▶ [ENTRIES SUPPLIED]
# # # # # # #
//! Saving a box tree: descriptors, the event region, and the box index.

use crate::index::BoxIndex;
use crate::sink::{ArrayRef, FileSink};
use crate::{Error, Result};
use mdbox_core::{BoxRef, BoxTree, FileIndex, MdBox, MdEvent};

/// Name of the entry group at the file root.
pub const ENTRY_GROUP: &str = "MDEventWorkspace";
/// Name of the data group inside the entry.
pub const DATA_GROUP: &str = "data";
/// Name of the event region inside the data group.
pub const EVENT_DATA: &str = "event_data";
/// Value of the `definition` descriptor.
pub const DEFINITION: &str = "MDEventWorkspace";

/// Save configuration.
#[derive(Clone, Debug, Default)]
pub struct SaveOptions {
    /// Refresh the box index of an already file-backed tree instead of writing a new
    /// file. Descriptors and existing event rows are left alone.
    pub update: bool,
}

impl SaveOptions {
    #[must_use]
    pub fn new() -> Self {
        Self::default()
    }

    /// Options for an update save.
    #[must_use]
    pub fn update() -> Self {
        Self { update: true }
    }

    #[must_use]
    pub fn with_update(mut self, update: bool) -> Self {
        self.update = update;
        self
    }
}

/// Receives progress and diagnostics from [`save`].
pub trait SaveObserver {
    /// Called once per visited box.
    fn box_visited(&mut self, _visited: usize, _max_boxes: usize) {}

    /// Called once before the box index arrays are written.
    fn writing_index(&mut self, _max_boxes: usize) {}

    /// Called when the save is about to fail on an integrity problem.
    fn warning(&mut self, _message: &str) {}
}

/// Discards everything.
#[derive(Clone, Copy, Debug, Default)]
pub struct NullObserver;

impl SaveObserver for NullObserver {}

/// Forwards to the `log` facade.
#[derive(Clone, Copy, Debug, Default)]
pub struct LogObserver;

impl SaveObserver for LogObserver {
    fn box_visited(&mut self, visited: usize, max_boxes: usize) {
        log::trace!("saved box {visited}/{max_boxes}");
    }

    fn writing_index(&mut self, max_boxes: usize) {
        log::debug!("writing box index for {max_boxes} boxes");
    }

    fn warning(&mut self, message: &str) {
        log::warn!("{message}");
    }
}

/// Outcome of a successful save.
#[derive(Clone, Debug)]
pub struct SaveReport {
    pub boxes_visited: usize,
    /// Event rows written by this save (zero for an update with no new events).
    pub events_written: u64,
    pub index: BoxIndex,
}

/// Saves `tree` through `sink`.
///
/// In normal mode this creates the `MDEventWorkspace` entry with its descriptors, the
/// `data` group, and an event region sized for every event in the tree, then writes
/// each resident leaf's events at a running cursor and releases them. In update mode
/// (`options.update`) the tree must already be file-backed; the existing groups are
/// reopened, leaves keep their recorded location, new resident events are appended to
/// the end of the region, and the box index is rewritten in place.
///
/// The tree is checked before anything is written: every id must be below the
/// controller's `max_id` and every grid's children must have contiguous ascending ids.
///
/// # Errors
/// - [`Error::InvalidState`] for an update of a tree that is not file-backed, or a
///   normal save of a tree whose events are not in memory.
/// - [`Error::BoxIdOutOfRange`] and [`Error::NonSequentialChildId`] for a corrupt tree.
/// - Any error from the sink.
pub fn save<E, S>(
    tree: &mut BoxTree<E>,
    sink: &mut S,
    options: &SaveOptions,
    observer: &mut dyn SaveObserver,
) -> Result<SaveReport>
where
    E: MdEvent,
    S: FileSink + ?Sized,
{
    if options.update && !tree.controller().is_file_backed() {
        return Err(Error::InvalidState(
            "update requested but the tree is not file-backed".to_string(),
        ));
    }

    let max_boxes = tree.controller().max_id();
    let child_ranges = check_structure(tree, max_boxes, options.update, observer)?;

    let mut cursor = if options.update {
        open_for_update::<E, S>(sink)?;
        append_cursor(tree)
    } else {
        write_header(tree, sink)?;
        0
    };

    let mut index = BoxIndex::new(max_boxes, E::NDIMS);
    let mut walker = tree.traversal();
    let mut visited = 0;
    let mut events_written = 0;
    let mut row = Vec::new();

    while let Some(handle) = walker.next(tree) {
        let Some(mdbox) = tree.get(handle) else {
            continue;
        };
        let id = mdbox.id();
        index.record(mdbox, child_ranges[handle.index()])?;

        if let Some(leaf) = mdbox.leaf_events() {
            let location = match leaf.file_index() {
                Some(existing) if options.update => Some(existing),
                _ if !leaf.events().is_empty() => {
                    let count = leaf.events().len() as u64;
                    row.clear();
                    for event in leaf.events() {
                        event.write_row(&mut row);
                    }
                    sink.write_slab(EVENT_DATA, cursor, &row, E::columns())?;
                    let written = FileIndex::new(cursor, count);
                    cursor += count;
                    events_written += count;
                    Some(written)
                }
                _ => None,
            };
            if let Some(location) = location {
                index.set_event_index(id, location)?;
                if let Some(leaf) = tree.get_mut(handle).and_then(|b| b.leaf_events_mut()) {
                    leaf.set_file_index(location);
                    leaf.release();
                }
            }
        }

        visited += 1;
        observer.box_visited(visited, max_boxes);
    }

    observer.writing_index(max_boxes);
    index.write(sink, options.update)?;
    log::debug!(
        "saved {visited} boxes, {events_written} new events (update: {})",
        options.update
    );

    Ok(SaveReport {
        boxes_visited: visited,
        events_written,
        index,
    })
}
# # # # # # #
▶ [TRY IT]
Once more, write out all the data exactly.

▶ [RESPONSE TO THE EXERCISE]
//! Saving a box tree: descriptors, the event region, and the box index.

use crate::index::BoxIndex;
use crate::sink::{ArrayRef, FileSink};
use crate::{Error, Result};
use mdbox_core::{BoxRef, BoxTree, FileIndex, MdBox, MdEvent};

/// Name of the entry group at the file root.
pub const ENTRY_GROUP: &str = "MDEventWorkspace";
/// Name of the data group inside the entry.
pub const DATA_GROUP: &str = "data";
/// Name of the event region inside the data group.
pub const EVENT_DATA: &str = "event_data";
/// Value of the `definition` descriptor.
pub const DEFINITION: &str = "MDEventWorkspace";

/// Save configuration.
#[derive(Clone, Debug, Default)]
pub struct SaveOptions {
    /// Refresh the box index of an already file-backed tree instead of writing a new
    /// file. Descriptors and existing event rows are left alone.
    pub update: bool,
}

impl SaveOptions {
    #[must_use]
    pub fn new() -> Self {
        Self::default()
    }

    /// Options for an update save.
    #[must_use]
    pub fn update() -> Self {
        Self { update: true }
    }

    #[must_use]
    pub fn with_update(mut self, update: bool) -> Self {
        self.update = update;
        self
    }
}

/// Receives progress and diagnostics from [`save`].
pub trait SaveObserver {
    /// Called once per visited box.
    fn box_visited(&mut self, _visited: usize, _max_boxes: usize) {}

    /// Called once before the box index arrays are written.
    fn writing_index(&mut self, _max_boxes: usize) {}

    /// Called when the save is about to fail on an integrity problem.
    fn warning(&mut self, _message: &str) {}
}

/// Discards everything.
#[derive(Clone, Copy, Debug, Default)]
pub struct NullObserver;

impl SaveObserver for NullObserver {}

/// Forwards to the `log` facade.
#[derive(Clone, Copy, Debug, Default)]
pub struct LogObserver;

impl SaveObserver for LogObserver {
    fn box_visited(&mut self, visited: usize, max_boxes: usize) {
        log::trace!("saved box {visited}/{max_boxes}");
    }

    fn writing_index(&mut self, max_boxes: usize) {
        log::debug!("writing box index for {max_boxes} boxes");
    }

    fn warning(&mut self, message: &str) {
        log::warn!("{message}");
    }
}

/// Outcome of a successful save.
#[derive(Clone, Debug)]
pub struct SaveReport {
    pub boxes_visited: usize,
    /// Event rows written by this save (zero for an update with no new events).
    pub events_written: u64,
    pub index: BoxIndex,
}

/// Saves `tree` through `sink`.
///
/// In normal mode this creates the `MDEventWorkspace` entry with its descriptors, the
/// `data` group, and an event region sized for every event in the tree, then writes
/// each resident leaf's events at a running cursor and releases them. In update mode
/// (`options.update`) the tree must already be file-backed; the existing groups are
/// reopened, leaves keep their recorded location, new resident events are appended to
/// the end of the region, and the box index is rewritten in place.
///
/// The tree is checked before anything is written: every id must be below the
/// controller's `max_id` and every grid's children must have contiguous ascending ids.
///
/// # Errors
/// - [`Error::InvalidState`] for an update of a tree that is not file-backed, or a
///   normal save of a tree whose events are not in memory.
/// - [`Error::BoxIdOutOfRange`] and [`Error::NonSequentialChildId`] for a corrupt tree.
/// - Any error from the sink.
pub fn save<E, S>(
    tree: &mut BoxTree<E>,
    sink: &mut S,
    options: &SaveOptions,
    observer: &mut dyn SaveObserver,
) -> Result<SaveReport>
where
    E: MdEvent,
    S: FileSink + ?Sized,
{
    if options.update && !tree.controller().is_file_backed() {
        return Err(Error::InvalidState(
            "update requested but the tree is not file-backed".to_string(),
        ));
    }

    let max_boxes = tree.controller().max_id();
    let child_ranges = check_structure(tree, max_boxes, options.update, observer)?;

    let mut cursor = if options.update {
        open_for_update::<E, S>(sink)?;
        append_cursor(tree)
    } else {
        write_header(tree, sink)?;
        0
    };

    let mut index = BoxIndex::new(max_boxes, E::NDIMS);
    let mut walker = tree.traversal();
    let mut visited = 0;
    let mut events_written = 0;
    let mut row = Vec::new();

    while let Some(handle) = walker.next(tree) {
        let Some(mdbox) = tree.get(handle) else {
            continue;
        };
        let id = mdbox.id();
        index.record(mdbox, child_ranges[handle.index()])?;

        if let Some(leaf) = mdbox.leaf_events() {
            let location = match leaf.file_index() {
                Some(existing) if options.update => Some(existing),
                _ if !leaf.events().is_empty() => {
                    let count = leaf.events().len() as u64;
                    row.clear();
                    for event in leaf.events() {
                        event.write_row(&mut row);
                    }
                    sink.write_slab(EVENT_DATA, cursor, &row, E::columns())?;
                    let written = FileIndex::new(cursor, count);
                    cursor += count;
                    events_written += count;
                    Some(written)
                }
                _ => None,
            };
            if let Some(location) = location {
                index.set_event_index(id, location)?;
                if let Some(leaf) = tree.get_mut(handle).and_then(|b| b.leaf_events_mut()) {
                    leaf.set_file_index(location);
                    leaf.release();
                }
            }
        }

        visited += 1;
        observer.box_visited(visited, max_boxes);
    }

    observer.writing_index(max_boxes);
    index.write(sink, options.update)?;
    log::debug!(
        "saved {visited} boxes, {events_written} new events (update: {})",
        options.update
    );

    Ok(SaveReport {
        boxes_visited: visited,
        events_written,
        index,
    })
}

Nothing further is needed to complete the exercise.